東洋一の生産高を誇った 神子畑選鉱場跡 800年頃に鉱山として開拓された神子畑は15世紀頃から採鉱が盛んになり、その後、明治政府の管理から一時は皇室財産として宮内省の管轄にもなりました。
明治29(1896)年に三菱へ払い下げられ、大正8(1919)年には大規模な選鉱場が建設されました。
山を隔て6キロメートル離れた明延鉱山(養父市大屋町)から運ばれてきた鉱石をその比重や浮力を利用して亜鉛、銅、錫に選鉱。
東洋一の生産高を誇りました。
山の斜面を活かした巨大な建物がありましたが、現在は一部取り壊されています。
明治時代は神子畑鉱山として栄えていたが、枯渇により採掘は明延鉱山に移り、選鉱所だけが残った。明延からは明神電車(通称、一円電車)で鉱石が搬送された。神子畑から生野までは、初期は馬車道、その後は馬車鉄道・電気鉄道・トラックなどで精鉱が輸送された。
神子畑選鉱所は、明延鉱山で採掘された鉱石を選り分けたのち、生野製錬所へ送る役割を担っていました。明延鉱山からは、明神電車(通称、一円電車)という軌道で鉱石が搬送されていました。

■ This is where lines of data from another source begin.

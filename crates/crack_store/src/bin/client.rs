// CrackStore command-line client.
//
// Talks to the coordinator for status, queries, and benchmarks; column loads
// go straight to the storage nodes, sharded round-robin across the healthy
// set reported by the coordinator.

use std::net::SocketAddr;
use std::path::{Path, PathBuf};
use std::time::{Duration, Instant};

use anyhow::{bail, Context};
use clap::{Parser, Subcommand};

include!(concat!(env!("OUT_DIR"), "/volo_gen.rs"));

use volo_gen::crack_store::rpc;

/// Deadline for a distributed query round-trip.
const QUERY_TIMEOUT: Duration = Duration::from_secs(60);
/// Deadline for one per-node column load.
const LOAD_TIMEOUT: Duration = Duration::from_secs(60);
/// Deadline for cluster status calls.
const STATUS_TIMEOUT: Duration = Duration::from_secs(10);

#[derive(Parser)]
#[command(name = "client")]
#[command(about = "Client for a CrackStore cluster", long_about = None)]
struct Args {
    /// Coordinator address (host:port).
    #[arg(long, default_value = "127.0.0.1:50050")]
    coordinator: String,

    #[command(subcommand)]
    command: Command,
}

#[derive(Subcommand)]
enum Command {
    /// Print cluster membership and health.
    Status,
    /// Load a raw little-endian int32 file into the cluster.
    Load { column: String, file: PathBuf },
    /// Run one distributed range-count query over [low, high).
    Query { column: String, low: i32, high: i32 },
    /// Repeat a query to watch tuples-touched drop as the column cracks.
    Benchmark {
        column: String,
        low: i32,
        high: i32,
        iterations: u32,
    },
}

#[tokio::main]
async fn main() -> anyhow::Result<()> {
    let args = match Args::try_parse() {
        Ok(args) => args,
        Err(err) => {
            // Usage problems exit 1 like every other client failure; help and
            // version output keep clap's success exit.
            if err.use_stderr() {
                let _ = err.print();
                std::process::exit(1);
            }
            err.exit();
        }
    };

    let coordinator_addr: SocketAddr = args
        .coordinator
        .parse()
        .with_context(|| format!("invalid coordinator address: {}", args.coordinator))?;
    let coordinator =
        rpc::CoordinatorServiceClientBuilder::new("crack_store.rpc.CoordinatorService")
            .address(volo::net::Address::from(coordinator_addr))
            .build();

    match args.command {
        Command::Status => show_status(&coordinator).await,
        Command::Load { column, file } => load_column(&coordinator, &column, &file).await,
        Command::Query { column, low, high } => run_query(&coordinator, &column, low, high).await,
        Command::Benchmark {
            column,
            low,
            high,
            iterations,
        } => run_benchmark(&coordinator, &column, low, high, iterations).await,
    }
}

/// Fetch the cluster snapshot from the coordinator.
async fn fetch_status(
    coordinator: &rpc::CoordinatorServiceClient,
) -> anyhow::Result<rpc::ClusterStatusResponse> {
    tokio::time::timeout(
        STATUS_TIMEOUT,
        coordinator.get_cluster_status(rpc::ClusterStatusRequest {}),
    )
    .await
    .map_err(|_| anyhow::anyhow!("cluster status rpc timed out"))?
    .map_err(|err| anyhow::anyhow!("cluster status rpc failed: {err}"))
    .map(|response| response.into_inner())
}

async fn show_status(coordinator: &rpc::CoordinatorServiceClient) -> anyhow::Result<()> {
    let status = fetch_status(coordinator).await?;

    println!("=== Cluster Status ===");
    println!("Total nodes: {}", status.total_nodes);
    println!("Healthy nodes: {}", status.healthy_nodes);
    for node in &status.nodes {
        let health = if node.is_healthy { "HEALTHY" } else { "UNHEALTHY" };
        let columns = if node.columns.is_empty() {
            "-".to_string()
        } else {
            node.columns
                .iter()
                .map(|c| c.to_string())
                .collect::<Vec<_>>()
                .join(",")
        };
        println!(
            "  {} [{}:{}] {} (last heartbeat: {}ms ago, columns: {})",
            node.node_id, node.address, node.port, health, node.last_heartbeat_ms, columns
        );
    }
    Ok(())
}

/// Decode a raw file of little-endian 32-bit signed integers.
fn decode_column_file(bytes: &[u8]) -> anyhow::Result<Vec<i32>> {
    if bytes.len() % 4 != 0 {
        bail!("file size {} is not a multiple of 4 bytes", bytes.len());
    }
    Ok(bytes
        .chunks_exact(4)
        .map(|chunk| i32::from_le_bytes([chunk[0], chunk[1], chunk[2], chunk[3]]))
        .collect())
}

/// Split `total` values over `nodes` shards: node `i` receives
/// `total / nodes` values plus one when `i < total % nodes`.
fn shard_sizes(total: usize, nodes: usize) -> Vec<usize> {
    let base = total / nodes;
    let remainder = total % nodes;
    (0..nodes).map(|i| base + usize::from(i < remainder)).collect()
}

async fn load_column(
    coordinator: &rpc::CoordinatorServiceClient,
    column: &str,
    file: &Path,
) -> anyhow::Result<()> {
    let bytes =
        std::fs::read(file).with_context(|| format!("failed to read {}", file.display()))?;
    let values = decode_column_file(&bytes)?;
    println!(
        "Read {} integers from {}",
        values.len(),
        file.display()
    );

    let status = fetch_status(coordinator).await?;
    let mut nodes = Vec::new();
    for node in &status.nodes {
        if !node.is_healthy {
            continue;
        }
        let target: SocketAddr = format!("{}:{}", node.address, node.port)
            .parse()
            .with_context(|| format!("unresolvable node address for {}", node.node_id))?;
        let client = rpc::StorageServiceClientBuilder::new("crack_store.rpc.StorageService")
            .address(volo::net::Address::from(target))
            .build();
        nodes.push((node.node_id.to_string(), client));
    }
    if nodes.is_empty() {
        bail!("no healthy nodes available");
    }

    println!("Distributing to {} nodes...", nodes.len());

    let sizes = shard_sizes(values.len(), nodes.len());
    let mut offset = 0;
    for ((node_id, client), size) in nodes.iter().zip(sizes) {
        if size == 0 {
            println!("  {node_id}: skipped (more nodes than values)");
            continue;
        }
        let shard = values[offset..offset + size].to_vec();
        offset += size;

        let request = rpc::LoadColumnRequest {
            column_name: column.to_string().into(),
            data: shard,
        };
        let response = tokio::time::timeout(LOAD_TIMEOUT, client.load_column(request))
            .await
            .map_err(|_| anyhow::anyhow!("load timed out for {node_id}"))?
            .map_err(|err| anyhow::anyhow!("load rpc failed for {node_id}: {err}"))?
            .into_inner();

        if !response.success {
            bail!("{node_id}: load failed");
        }
        println!("  {}: loaded {} rows", node_id, response.rows_loaded);
    }

    println!("Load complete");
    Ok(())
}

async fn run_query(
    coordinator: &rpc::CoordinatorServiceClient,
    column: &str,
    low: i32,
    high: i32,
) -> anyhow::Result<()> {
    println!("Executing range query [{low}, {high}) on column '{column}'");

    let request = rpc::DistributedRangeQueryRequest {
        column_name: column.to_string().into(),
        low,
        high,
        return_values: false,
    };

    let start = Instant::now();
    let response = tokio::time::timeout(QUERY_TIMEOUT, coordinator.range_query(request))
        .await
        .map_err(|_| anyhow::anyhow!("query timed out"))?
        .map_err(|err| anyhow::anyhow!("query rpc failed: {err}"))?
        .into_inner();
    let client_time_ms = start.elapsed().as_secs_f64() * 1000.0;

    if !response.success {
        bail!("query failed: {}", response.error_message);
    }

    println!("=== Query Results ===");
    println!("Total count: {}", response.total_count);
    println!("Nodes queried: {}", response.nodes_queried);
    println!("Server time: {:.3} ms", response.total_time_ms);
    println!("Client time: {client_time_ms:.3} ms");
    println!("Per-node results:");
    for result in &response.node_results {
        match &result.stats {
            Some(stats) => println!(
                "  {}: count={}, touched={}, cracks={}, time={:.3}ms",
                result.node_id,
                result.count,
                stats.tuples_touched,
                stats.cracks_used,
                stats.query_time_ms
            ),
            None => println!("  {}: count={}", result.node_id, result.count),
        }
    }
    Ok(())
}

async fn run_benchmark(
    coordinator: &rpc::CoordinatorServiceClient,
    column: &str,
    low: i32,
    high: i32,
    iterations: u32,
) -> anyhow::Result<()> {
    println!("=== Benchmark ===");
    println!("Query: [{low}, {high}) x {iterations} iterations");

    for iteration in 0..iterations {
        let request = rpc::DistributedRangeQueryRequest {
            column_name: column.to_string().into(),
            low,
            high,
            return_values: false,
        };

        let start = Instant::now();
        let response = tokio::time::timeout(QUERY_TIMEOUT, coordinator.range_query(request))
            .await
            .map_err(|_| anyhow::anyhow!("iteration {iteration} timed out"))?
            .map_err(|err| anyhow::anyhow!("iteration {iteration} rpc failed: {err}"))?
            .into_inner();
        let time_ms = start.elapsed().as_secs_f64() * 1000.0;

        if !response.success {
            bail!("iteration {iteration} failed: {}", response.error_message);
        }

        let touched: i64 = response
            .node_results
            .iter()
            .filter_map(|r| r.stats.as_ref())
            .map(|s| s.tuples_touched)
            .sum();
        let cracks: i64 = response
            .node_results
            .iter()
            .filter_map(|r| r.stats.as_ref())
            .map(|s| i64::from(s.cracks_used))
            .sum();

        println!(
            "Iteration {iteration}: count={}, touched={touched}, cracks={cracks}, time={time_ms:.3}ms",
            response.total_count
        );
    }

    println!("(tuples touched should drop after the first iteration)");
    Ok(())
}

生野鉱山にあった明治期の洋館「ムーセ旧居」(県指定文化財)も、選鉱設備の近くに移築されました。
ムーセ旧居
日曜なのに閉館で入ることはできなかった。
ムーセ旧居は、明治4年12月ごろから翌年以降にかけて生野鉱山に建設されたであろう五棟の外国人宿舎のひとつであり、そのうちの一番館(二階建て)と二番館(平屋建て)は、生野鉱山から少し離れた白口にあったものである。後に神子畑に移築されたのが二番館であり、現在のムーセ旧居である。
鉱山開発に携わったフランス人技師たちのうち、ムーセやコワニエたち幹部妻帯者の居住宿舎として使用されていたとのことである。
神子畑鉱山の開発にともない、明治20年にこの地に移設され、事務舎、診療所として利用され、これまで、ムーセ旧居の名称で親しまれてきた。平成4年に県指定重要有形文化財(建築物)の登録を受けた。
その後、建物の老朽化が進み、また国道429号バイパス計画により、県補助を受け当初位置より北西側に移築復元したものである。
コロニアルスタイル(植民地様式)と呼ばれる特徴を持ち、七間四方の四周には、ベランダをめぐらし、外壁の四隅には石を積み上げたように見せるコーナー・ストーンの技法が使われている。
今回の修復では、神子畑に移設後のスタイルに復元したが、付属の管理棟は、生野鉱山時代の写真を元に復元整備をしたものである。
暖炉が発見された炉石を元に、3箇所を復元したが、暖炉飾りには明治時代後半の神戸の異人館の形状を参考にして復元整備をしたところである。
設計者は、明治政府が招聘したお雇い外国人技師のJ・レスカスであったという記録も残っており、明治初年の建築文化を知る上で貴重な遺産となっている。
なお、建築年度は、明治5年頃とされているが、コワニエの来日、生野鉱山入りが慶応4年、ムーセの生野鉱山入りが明治4年12月であり、生野町の西福寺、金蔵寺に入居し生活をしていたが、より快適な生活を保障する必要から、明治5年以後の比較的早い時期に建築されたものと思われる。また、屋根瓦に菊花のご紋章があり、明治22年から7年間、宮内省財産(御料局生野支庁)となったことの名残でもある。
いずれにしても、明治初年の建物であり、神戸の異人館等と比較しても、より早い時期に建てられたものであり、その意味からも貴重な建物といえる。